Parallel to these incentives, there also needs to be some level of responsibility given to Sri Lankans benefiting from free education at least at the secondary and tertiary levels needing to serve and obligatory period before seeking migration, or paying the state a relevant fee in lieu of such service.
Ultimately, we need to make our decision: do we want the Sri Lankan IT industry to give up its niche and become little subsidiaries of Tata Consultancy Services, Infosys or Wipro in the global IT services industry, or to remain focused on its niche product trajectory and emulating small but agile countries such as Ireland, Switzerland and Israel?
There are many and significant other ways in which the government can help the Sri Lankan IT industry move from being the 5th highest export earner to the top most spot. Signing the ETCA without paying attention to the peculiar nature of that industry in Sri Lanka has the potential to bring disastrous consequences for that industry and the country in general.
 If we for a brief moment set X to India, the export figures in either direction after the signing of the last free trade agreement (ISLFTA) between our two countries shows us clearly that Sri Lankan exports remained mostly flat, while those of India have steadily risen.

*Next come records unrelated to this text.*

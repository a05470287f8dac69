#![allow(dead_code)]

use std::io::{Cursor, Write};

use docmerge::docx::DocxPackage;
use docmerge::graph::body::Body;
use docmerge::parser::BodyParser;
use zip::ZipWriter;
use zip::write::SimpleFileOptions;

static CONTENT_TYPES: &str = r#"<?xml version="1.0" encoding="UTF-8" standalone="yes"?>
<Types xmlns="http://schemas.openxmlformats.org/package/2006/content-types">
  <Default Extension="rels" ContentType="application/vnd.openxmlformats-package.relationships+xml"/>
  <Default Extension="xml" ContentType="application/xml"/>
  <Default Extension="png" ContentType="image/png"/>
  <Default Extension="jpeg" ContentType="image/jpeg"/>
  <Override PartName="/word/document.xml" ContentType="application/vnd.openxmlformats-officedocument.wordprocessingml.document.main+xml"/>
</Types>"#;

static PACKAGE_RELS: &str = r#"<?xml version="1.0" encoding="UTF-8" standalone="yes"?>
<Relationships xmlns="http://schemas.openxmlformats.org/package/2006/relationships">
  <Relationship Id="rId1" Type="http://schemas.openxmlformats.org/officeDocument/2006/relationships/officeDocument" Target="word/document.xml"/>
</Relationships>"#;

/// A relationship of `word/document.xml`: (id, target, external)
pub type Rel<'a> = (&'a str, &'a str, bool);

/// The `word/document.xml` text around the given `w:body` content
pub fn document(body_xml: &str) -> String {
    format!(
        r#"<?xml version="1.0" encoding="UTF-8" standalone="yes"?>
<w:document xmlns:w="http://schemas.openxmlformats.org/wordprocessingml/2006/main" xmlns:r="http://schemas.openxmlformats.org/officeDocument/2006/relationships" xmlns:wp="http://schemas.openxmlformats.org/drawingml/2006/wordprocessingDrawing" xmlns:a="http://schemas.openxmlformats.org/drawingml/2006/main" xmlns:pic="http://schemas.openxmlformats.org/drawingml/2006/picture" xmlns:v="urn:schemas-microsoft-com:vml" xmlns:o="urn:schemas-microsoft-com:office:office" xmlns:mc="http://schemas.openxmlformats.org/markup-compatibility/2006"><w:body>{body_xml}<w:sectPr/></w:body></w:document>"#
    )
}

/// Builds a docx package in memory around the given `w:body` content
pub fn docx(body_xml: &str, rels: &[Rel], media: &[(&str, &[u8])]) -> Vec<u8> {
    docx_with_document(&document(body_xml), rels, media)
}

/// Builds a docx package in memory with `document` as its `word/document.xml`
pub fn docx_with_document(document: &str, rels: &[Rel], media: &[(&str, &[u8])]) -> Vec<u8> {

    let mut document_rels = String::from(
        r#"<?xml version="1.0" encoding="UTF-8" standalone="yes"?><Relationships xmlns="http://schemas.openxmlformats.org/package/2006/relationships">"#,
    );
    for (id, target, external) in rels {
        let (rel_type, mode) = match *external {
            true => ("hyperlink", r#" TargetMode="External""#),
            false => ("image", ""),
        };
        document_rels.push_str(&format!(
            r#"<Relationship Id="{id}" Type="http://schemas.openxmlformats.org/officeDocument/2006/relationships/{rel_type}" Target="{target}"{mode}/>"#
        ));
    }
    document_rels.push_str("</Relationships>");

    let mut zip = ZipWriter::new(Cursor::new(Vec::new()));
    let options = SimpleFileOptions::default().compression_method(zip::CompressionMethod::Deflated);
    let mut add = |name: &str, data: &[u8]| {
        zip.start_file(name, options.clone()).unwrap();
        zip.write_all(data).unwrap();
    };
    add("[Content_Types].xml", CONTENT_TYPES.as_bytes());
    add("_rels/.rels", PACKAGE_RELS.as_bytes());
    add("word/document.xml", document.as_bytes());
    add("word/_rels/document.xml.rels", document_rels.as_bytes());
    for (name, data) in media {
        add(name, data);
    }
    zip.finish().unwrap().into_inner()
}

/// A run with optional `w:rPr` content
pub fn run(rpr: &str, text: &str) -> String {
    match rpr.is_empty() {
        true => format!(r#"<w:r><w:t xml:space="preserve">{text}</w:t></w:r>"#),
        false => format!(r#"<w:r><w:rPr>{rpr}</w:rPr><w:t xml:space="preserve">{text}</w:t></w:r>"#),
    }
}

pub fn paragraph(content: &str) -> String {
    format!("<w:p>{content}</w:p>")
}

/// An inline picture as Word writes it (to be placed inside a run); `extent` adds `wp:extent`.
/// The blip always carries an `a:extLst` whose `a:ext` has no size.
pub fn drawing(rid: &str, extent: Option<(i64, i64)>) -> String {
    let extent = extent
        .map(|(cx, cy)| format!(r#"<wp:extent cx="{cx}" cy="{cy}"/>"#))
        .unwrap_or_default();
    format!(
        r#"<w:drawing><wp:inline>{extent}<wp:docPr id="1" name="Picture 1" descr="Club logo"/><a:graphic><a:graphicData uri="http://schemas.openxmlformats.org/drawingml/2006/picture"><pic:pic><pic:blipFill><a:blip r:embed="{rid}"><a:extLst><a:ext uri="{{28A0092B-C50C-407E-A947-70E740481C1C}}"/></a:extLst></a:blip></pic:blipFill></pic:pic></a:graphicData></a:graphic></wp:inline></w:drawing>"#
    )
}

/// A real 2x2 PNG
pub fn png_bytes() -> Vec<u8> {
    let image = image::RgbImage::from_pixel(2, 2, image::Rgb([200, 30, 30]));
    let mut buffer = Cursor::new(Vec::new());
    image.write_to(&mut buffer, image::ImageFormat::Png).unwrap();
    buffer.into_inner()
}

pub fn parse(bytes: &[u8]) -> Body {
    let package = DocxPackage::from_bytes(bytes).expect("Unable to read package");
    BodyParser::new(&package).parse().expect("Unable to parse body")
}
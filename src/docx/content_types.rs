use std::collections::HashMap;

use super::xml::{self, CONTENT_TYPES};
use crate::errors::DocxError;

/// The package's `[Content_Types].xml`: extension defaults plus per-part overrides
#[derive(Debug, Clone, Default)]
pub struct ContentTypes {
    defaults: HashMap<String, String>,
    overrides: HashMap<String, String>,
}

impl ContentTypes {
    pub fn parse(part: &str, text: &str) -> Result<Self, DocxError> {
        let doc = xml::parse(part, text)?;
        let mut content_types = ContentTypes::default();
        for node in doc.root_element().children().filter(|n| n.is_element()) {
            let Some(content_type) = node.attribute("ContentType") else {
                continue;
            };
            if xml::is_element(&node, CONTENT_TYPES, "Default") {
                if let Some(extension) = node.attribute("Extension") {
                    content_types
                        .defaults
                        .insert(extension.to_ascii_lowercase(), content_type.to_string());
                }
            } else if xml::is_element(&node, CONTENT_TYPES, "Override") {
                if let Some(part_name) = node.attribute("PartName") {
                    content_types.overrides.insert(
                        part_name.trim_start_matches('/').to_string(),
                        content_type.to_string(),
                    );
                }
            }
        }
        Ok(content_types)
    }

    /// Content type of a part (named without the leading slash)
    pub fn content_type_of(&self, part_name: &str) -> Option<&str> {
        if let Some(content_type) = self.overrides.get(part_name) {
            return Some(content_type.as_str());
        }
        let extension = part_name.rsplit_once('.')?.1.to_ascii_lowercase();
        self.defaults
            .get(&extension)
            .map(String::as_str)
            .or_else(|| guess_image_type(&extension))
    }
}

fn guess_image_type(extension: &str) -> Option<&'static str> {
    match extension {
        "png" => Some("image/png"),
        "jpg" | "jpeg" => Some("image/jpeg"),
        "gif" => Some("image/gif"),
        "bmp" => Some("image/bmp"),
        "tif" | "tiff" => Some("image/tiff"),
        "svg" => Some("image/svg+xml"),
        "emf" => Some("image/x-emf"),
        "wmf" => Some("image/x-wmf"),
        _ => None,
    }
}

#[cfg(test)]
mod tests {
    use super::*;

    static CONTENT: &str = r#"<?xml version="1.0" encoding="UTF-8" standalone="yes"?>
<Types xmlns="http://schemas.openxmlformats.org/package/2006/content-types">
  <Default Extension="rels" ContentType="application/vnd.openxmlformats-package.relationships+xml"/>
  <Default Extension="PNG" ContentType="image/png"/>
  <Override PartName="/word/media/logo.bin" ContentType="image/gif"/>
</Types>"#;

    #[test]
    fn overrides_win_over_defaults() {
        let types = ContentTypes::parse("[Content_Types].xml", CONTENT).unwrap();
        assert_eq!(types.content_type_of("word/media/logo.bin"), Some("image/gif"));
        assert_eq!(types.content_type_of("word/media/image1.png"), Some("image/png"));
    }

    #[test]
    fn falls_back_to_known_image_extensions() {
        let types = ContentTypes::default();
        assert_eq!(types.content_type_of("word/media/photo.JPG"), Some("image/jpeg"));
        assert_eq!(types.content_type_of("word/media/unknown.xyz"), None);
        assert_eq!(types.content_type_of("word/media/noextension"), None);
    }
}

 One source claimed that Sri Lanka has the highest per capita employees at NASA; we also have the highest per capita committers in one of the worlds’ largest software code-bases, Apache.
 Was this the reason that the government felt it could use that industry as a ‘soft target’ (as was the case in liberalizing tertiary education)?
 Arguably, if we really want the top tier hardware manufacturers to setup here, we should open up to countries such as Taiwan and South Korea.
 Not to be confused with the GATS we are now working under.